Au menu: storytelling bien ficelé, chiffres qui claquent, et une bonne louche de patriotism sauce américaine.
Le quatre-quarts US
Quatre piliers, comme une mise en place bien carrée. Premièrement, les restos comme "community cornerstones" — les pierres du quartier, le comptoir où tu retrouves ton serveur du vendredi soir. Deuxièmement, "economic powerhouses" — la machine à cash qui pèse plus de 1,5 trillion de dollars de ventes annuelles et environ 6% du PIB US. Troisièmement, "America's training ground" — l'école de la vraie vie, celle où tu apprends le coup de feu, la mise en place sous pression et le sourire de façade quand t'es débordé. Et enfin, "career catalysts" — le tremplin, le CV qui démarre à 16 ans derrière un gril.

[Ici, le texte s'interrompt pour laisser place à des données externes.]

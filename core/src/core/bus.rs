/// Identifies who is accessing the bus.
#[derive(Clone, Copy, Debug, PartialEq, Eq, Hash)]
pub enum BusMaster {
    Cpu(usize), // CPU 0, CPU 1, etc.
    Host,       // Debuggers, loaders and tests poking the board directly
}

/// Byte-wide bus seen by a CPU collaborator.
///
/// The board hands a `&mut dyn Bus` to each CPU for the duration of its
/// time slice. Every access is resolved through the CPU's address space.
pub trait Bus {
    fn read(&mut self, master: BusMaster, addr: u16) -> u8;
    fn write(&mut self, master: BusMaster, addr: u16, data: u8);

    /// Read from I/O port address space (separate from memory on Z80).
    /// Default maps to memory read; override for CPUs with separate I/O.
    fn io_read(&mut self, master: BusMaster, addr: u16) -> u8 {
        self.read(master, addr)
    }

    /// Write to I/O port address space (separate from memory on Z80).
    /// Default maps to memory write; override for CPUs with separate I/O.
    fn io_write(&mut self, master: BusMaster, addr: u16, data: u8) {
        self.write(master, addr, data)
    }
}
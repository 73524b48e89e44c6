use crate::board::Action;
use crate::device::sound::SoundChip;
use crate::device::{Device, DeviceContext, DeviceId};
use crate::memory::BlockId;
use crate::timer::TimerHandle;

/// Streams 4-bit ADPCM samples from a ROM block into a sound chip.
///
/// Writing offset 0 starts playback at `data * granule` bytes into the
/// block; writing offset 1 stops it. Each timer tick hands the chip one
/// nibble (high nibble first) on register 0. Playback ends at the end of
/// the block or at the first `end_marker` byte. Starting while already
/// playing cancels the running stream first, so at most one tick timer is
/// ever pending. Reading offset 0 returns 1 while playing.
pub struct AdpcmFeeder<C: SoundChip> {
    name: String,
    this: DeviceId,
    rom: BlockId,
    period: u64,
    granule: usize,
    end_marker: Option<u8>,
    position: usize,
    low_nibble: bool,
    timer: Option<TimerHandle>,
    chip: C,
}

impl<C: SoundChip> AdpcmFeeder<C> {
    /// `this` is the id the feeder will be registered under; the tick timer
    /// is addressed to it.
    pub fn new(name: &str, this: DeviceId, rom: BlockId, period: u64, chip: C) -> Self {
        Self {
            name: name.to_string(),
            this,
            rom,
            period: period.max(1),
            granule: 0x100,
            end_marker: None,
            position: 0,
            low_nibble: false,
            timer: None,
            chip,
        }
    }

    pub fn with_granule(mut self, bytes: usize) -> Self {
        self.granule = bytes;
        self
    }

    pub fn with_end_marker(mut self, marker: u8) -> Self {
        self.end_marker = Some(marker);
        self
    }

    pub fn is_playing(&self) -> bool {
        self.timer.is_some()
    }

    pub fn position(&self) -> usize {
        self.position
    }

    pub fn chip(&self) -> &C {
        &self.chip
    }

    fn stop(&mut self, ctx: &mut DeviceContext) {
        if let Some(handle) = self.timer.take() {
            ctx.cancel(handle);
        }
    }
}

impl<C: SoundChip> Device for AdpcmFeeder<C> {
    fn name(&self) -> &str {
        &self.name
    }

    fn read(&mut self, _offset: u16, _ctx: &mut DeviceContext) -> u8 {
        self.is_playing() as u8
    }

    fn write(&mut self, offset: u16, data: u8, ctx: &mut DeviceContext) {
        self.stop(ctx);
        if offset & 1 == 1 {
            return;
        }
        self.position = data as usize * self.granule;
        self.low_nibble = false;
        let tick = Action::Device {
            device: self.this,
            param: 0,
        };
        self.timer = Some(ctx.schedule(self.period, self.period, tick));
    }

    fn on_timer(&mut self, _param: u32, ctx: &mut DeviceContext) {
        if self.timer.is_none() {
            return;
        }
        let byte = ctx
            .memory()
            .block(self.rom)
            .and_then(|b| b.as_slice().get(self.position).copied());
        let byte = match byte {
            Some(b) if Some(b) != self.end_marker => b,
            _ => {
                log::trace!("{}: end of sample at 0x{:X}", self.name, self.position);
                self.stop(ctx);
                return;
            }
        };
        let nibble = if self.low_nibble { byte & 0x0F } else { byte >> 4 };
        self.chip.write(0, nibble);
        if self.low_nibble {
            self.position += 1;
        }
        self.low_nibble = !self.low_nibble;
    }

    fn reset(&mut self) {
        // Board reset clears the timer queue.
        self.timer = None;
        self.position = 0;
        self.low_nibble = false;
        self.chip.reset();
    }
}
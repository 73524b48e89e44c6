use thiserror::Error;

/// Direction of a bus access, carried by [`Error::UnmappedAccess`].
#[derive(Clone, Copy, Debug, PartialEq, Eq)]
pub enum Access {
    Read,
    Write,
}

impl std::fmt::Display for Access {
    fn fmt(&self, f: &mut std::fmt::Formatter<'_>) -> std::fmt::Result {
        match self {
            Access::Read => f.write_str("read"),
            Access::Write => f.write_str("write"),
        }
    }
}

/// Errors produced while configuring or running a board.
///
/// Everything except [`Error::UnmappedAccess`] is a configuration error:
/// it means the machine description is wrong and is reported before any
/// emulation runs. `UnmappedAccess` only surfaces when the address space
/// runs under [`UnmappedPolicy::Strict`](crate::memory::UnmappedPolicy).
#[derive(Debug, Clone, PartialEq, Eq, Error)]
pub enum Error {
    #[error("unmapped {access} at 0x{addr:04X} in space \"{space}\"")]
    UnmappedAccess {
        space: String,
        addr: u16,
        access: Access,
    },

    #[error(
        "region 0x{start:04X}-0x{end:04X} overlaps 0x{other_start:04X}-0x{other_end:04X} in space \"{space}\""
    )]
    RegionOverlap {
        space: String,
        start: u16,
        end: u16,
        other_start: u16,
        other_end: u16,
    },

    #[error("invalid region 0x{start:04X}-0x{end:04X}: {reason}")]
    InvalidRegion {
        start: u16,
        end: u16,
        reason: String,
    },

    #[error("bank \"{bank}\": index {index} out of range (0..{pages})")]
    InvalidBankIndex {
        bank: String,
        index: usize,
        pages: usize,
    },

    #[error("timer handle {0} was never issued by this queue")]
    InvalidTimerHandle(u64),

    #[error("unknown bank #{0}")]
    UnknownBank(usize),

    #[error("unknown device #{0}")]
    UnknownDevice(usize),

    #[error("unknown cpu #{0}")]
    UnknownCpu(usize),

    #[error("unknown tile layer #{0}")]
    UnknownLayer(usize),

    #[error("unknown gfx set #{0}")]
    UnknownGfx(usize),

    #[error("unknown memory block #{0}")]
    UnknownBlock(usize),

    #[error("unknown address space #{0}")]
    UnknownSpace(usize),
}

pub type Result<T> = std::result::Result<T, Error>;
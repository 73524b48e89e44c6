use crate::video::bitmap::IndexedBitmap;
use crate::video::field;
use crate::video::gfx::{GfxId, Transparency};
use crate::video::tile_cache::DirtyTileCache;

/// Which byte plane of a tile layer an access targets.
#[derive(Clone, Copy, Debug, PartialEq, Eq, Hash)]
pub enum TilePlane {
    Code,
    Attribute,
}

/// How a RAM offset maps to a grid position.
#[derive(Clone, Copy, Debug, Default, PartialEq, Eq)]
pub enum CellLayout {
    /// Offset = row * cols + col.
    #[default]
    RowMajor,
    /// Offset = col * rows + row, as on boards whose monitor is rotated.
    ColumnMajor,
}

/// How a (code byte, attribute byte) pair decodes into a drawable cell.
#[derive(Clone, Copy, Debug, PartialEq, Eq)]
pub struct TileFormat {
    /// color = (attr >> color_shift) & color_mask
    pub color_mask: u8,
    pub color_shift: u8,
    /// Extra code bits: ((attr >> bank_shift) & bank_mask) << 8
    pub bank_mask: u8,
    pub bank_shift: u8,
    pub flip_x: u8,
    pub flip_y: u8,
    /// Colour used for every cell when the layer has no attribute plane.
    pub fixed_color: u16,
}

impl Default for TileFormat {
    fn default() -> Self {
        Self {
            color_mask: 0xFF,
            color_shift: 0,
            bank_mask: 0,
            bank_shift: 0,
            flip_x: 0,
            flip_y: 0,
            fixed_color: 0,
        }
    }
}

/// One decoded cell.
#[derive(Clone, Copy, Debug, PartialEq, Eq)]
pub struct TileCell {
    pub code: u16,
    pub color: u16,
    pub flip_x: bool,
    pub flip_y: bool,
}

impl TileFormat {
    pub fn decode(&self, code: u8, attr: Option<u8>) -> TileCell {
        match attr {
            None => TileCell {
                code: code as u16,
                color: self.fixed_color,
                flip_x: false,
                flip_y: false,
            },
            Some(attr) => TileCell {
                code: code as u16 | ((field(attr, self.bank_shift) & self.bank_mask) as u16) << 8,
                color: (field(attr, self.color_shift) & self.color_mask) as u16,
                flip_x: attr & self.flip_x != 0,
                flip_y: attr & self.flip_y != 0,
            },
        }
    }
}

/// A grid of tiles backed by code (and optionally attribute) RAM, rendered
/// incrementally into a private bitmap.
#[derive(Clone, Debug)]
pub struct TileLayer {
    name: String,
    cols: usize,
    rows: usize,
    layout: CellLayout,
    gfx: GfxId,
    format: TileFormat,
    transparency: Transparency,
    codes: Vec<u8>,
    attrs: Option<Vec<u8>>,
    pub(crate) cache: DirtyTileCache,
    pub(crate) bitmap: IndexedBitmap,
    scroll_x: i32,
    scroll_y: i32,
    enabled: bool,
}

impl TileLayer {
    pub fn new(name: &str, cols: usize, rows: usize, gfx: GfxId) -> Self {
        let cells = cols * rows;
        Self {
            name: name.to_string(),
            cols,
            rows,
            layout: CellLayout::default(),
            gfx,
            format: TileFormat::default(),
            transparency: Transparency::Opaque,
            codes: vec![0; cells],
            attrs: None,
            cache: DirtyTileCache::new(cells),
            bitmap: IndexedBitmap::new(0, 0),
            scroll_x: 0,
            scroll_y: 0,
            enabled: true,
        }
    }

    pub fn with_layout(mut self, layout: CellLayout) -> Self {
        self.layout = layout;
        self
    }

    /// Add an attribute plane decoded with `format`.
    pub fn with_attributes(mut self, format: TileFormat) -> Self {
        self.format = format;
        self.attrs = Some(vec![0; self.codes.len()]);
        self
    }

    pub fn with_format(mut self, format: TileFormat) -> Self {
        self.format = format;
        self
    }

    pub fn with_transparency(mut self, transparency: Transparency) -> Self {
        self.transparency = transparency;
        self
    }

    pub fn name(&self) -> &str {
        &self.name
    }

    pub fn cols(&self) -> usize {
        self.cols
    }

    pub fn rows(&self) -> usize {
        self.rows
    }

    pub fn cells(&self) -> usize {
        self.codes.len()
    }

    pub fn gfx(&self) -> GfxId {
        self.gfx
    }

    pub fn transparency(&self) -> Transparency {
        self.transparency
    }

    pub fn cache(&self) -> &DirtyTileCache {
        &self.cache
    }

    pub fn bitmap(&self) -> &IndexedBitmap {
        &self.bitmap
    }

    pub fn scroll(&self) -> (i32, i32) {
        (self.scroll_x, self.scroll_y)
    }

    pub fn set_scroll(&mut self, x: i32, y: i32) {
        self.scroll_x = x;
        self.scroll_y = y;
    }

    pub fn enabled(&self) -> bool {
        self.enabled
    }

    pub fn set_enabled(&mut self, enabled: bool) {
        self.enabled = enabled;
    }

    fn plane(&self, plane: TilePlane) -> Option<&Vec<u8>> {
        match plane {
            TilePlane::Code => Some(&self.codes),
            TilePlane::Attribute => self.attrs.as_ref(),
        }
    }

    pub fn read(&self, plane: TilePlane, offset: usize) -> u8 {
        match self.plane(plane) {
            Some(bytes) if !bytes.is_empty() => bytes[offset % bytes.len()],
            _ => 0xFF,
        }
    }

    /// Store a byte and flag its cell. Rewriting the current value is not a
    /// modification and leaves the cache alone. Returns true when the cell
    /// went from clean to dirty.
    pub fn write(&mut self, plane: TilePlane, offset: usize, value: u8) -> bool {
        let bytes = match plane {
            TilePlane::Code => &mut self.codes,
            TilePlane::Attribute => match self.attrs.as_mut() {
                Some(a) => a,
                None => return false,
            },
        };
        if bytes.is_empty() {
            return false;
        }
        let cell = offset % bytes.len();
        if bytes[cell] == value {
            return false;
        }
        bytes[cell] = value;
        self.cache.mark_dirty(cell)
    }

    pub fn cell(&self, cell: usize) -> TileCell {
        let code = self.codes[cell];
        let attr = self.attrs.as_ref().map(|a| a[cell]);
        self.format.decode(code, attr)
    }

    /// Grid position of a cell, before screen flip.
    pub fn position(&self, cell: usize) -> (usize, usize) {
        match self.layout {
            CellLayout::RowMajor => (cell % self.cols, cell / self.cols),
            CellLayout::ColumnMajor => (cell / self.rows, cell % self.rows),
        }
    }

    pub(crate) fn reset(&mut self) {
        self.codes.fill(0);
        if let Some(attrs) = self.attrs.as_mut() {
            attrs.fill(0);
        }
        self.cache.clear();
        self.scroll_x = 0;
        self.scroll_y = 0;
        self.enabled = true;
    }
}

#[cfg(test)]
mod tests {
    use super::*;

    #[test]
    fn same_value_write_is_not_a_modification() {
        let mut layer = TileLayer::new("fg", 32, 32, GfxId(0));
        assert!(layer.write(TilePlane::Code, 5, 0x10));
        layer.cache.take_dirty();
        assert!(!layer.write(TilePlane::Code, 5, 0x10));
        assert_eq!(layer.cache().dirty_count(), 0);
    }

    #[test]
    fn attribute_plane_decodes_color_flip_and_bank() {
        let format = TileFormat {
            color_mask: 0x0F,
            bank_mask: 0x01,
            bank_shift: 4,
            flip_x: 0x40,
            flip_y: 0x80,
            ..TileFormat::default()
        };
        let mut layer = TileLayer::new("bg", 4, 4, GfxId(0)).with_attributes(format);
        layer.write(TilePlane::Code, 3, 0x22);
        layer.write(TilePlane::Attribute, 3, 0x53);
        assert_eq!(
            layer.cell(3),
            TileCell {
                code: 0x122,
                color: 3,
                flip_x: true,
                flip_y: false,
            }
        );
    }

    #[test]
    fn shift_past_byte_width_reads_zero() {
        let format = TileFormat {
            bank_mask: 0x01,
            bank_shift: 8,
            color_mask: 0xFF,
            color_shift: 9,
            ..TileFormat::default()
        };
        let cell = format.decode(0x01, Some(0xFF));
        assert_eq!(cell.code, 0x01);
        assert_eq!(cell.color, 0);
    }

    #[test]
    fn column_major_positions() {
        let layer = TileLayer::new("bg", 32, 28, GfxId(0)).with_layout(CellLayout::ColumnMajor);
        assert_eq!(layer.position(0), (0, 0));
        assert_eq!(layer.position(29), (1, 1));
    }

    #[test]
    fn attribute_write_without_plane_is_ignored() {
        let mut layer = TileLayer::new("fg", 2, 2, GfxId(0));
        assert!(!layer.write(TilePlane::Attribute, 0, 1));
        assert_eq!(layer.read(TilePlane::Attribute, 0), 0xFF);
    }
}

Le lancement s'accompagne de "Where I Started", une série de portraits de gens dont la carrière a démarré au resto. Michelle Korsmo, présidente de la NRA, résume le brief en insistant sur le rôle de point de rencontre, de tremplin entrepreneurial et d'école informelle que jouent ces maisons. Soixante-sept pour cent des adultes américains ont bossé en resto un jour ou l'autre, rappelle l'association. Le storytelling fait le reste — à voir si les chiffres suivront dans la vraie vie.
Le pendant frenchy qui tombe à pic
Pendant que les States montent en gamme sur le récit, en France Burger King déploie son Texas Whopper à l'échelle nationale. Au programme: steak grillé à la flamme, bacon, fromage américain, jalapeños. Le produit était en test local, les retours consommateurs ont — selon la marque — très bien suivi, et voilà la gamelle qui passe de la phase pilote à la carte permanente.
C'est exactement ce que "Made in Restaurants" cherche à mettre en avant: un resto qui forme, innove et fidélise sa clientèle en s'appuyant sur ses propres parcours. Mais entre une campagne de com' à 1,5 trillion et un burger qui passe du test à l'échelle nationale, qui transforme vraiment les chiffres en carrières durables? Chez nous, on jugera sur l'assiette — et sur la fiche de paie de ceux qui la préparent.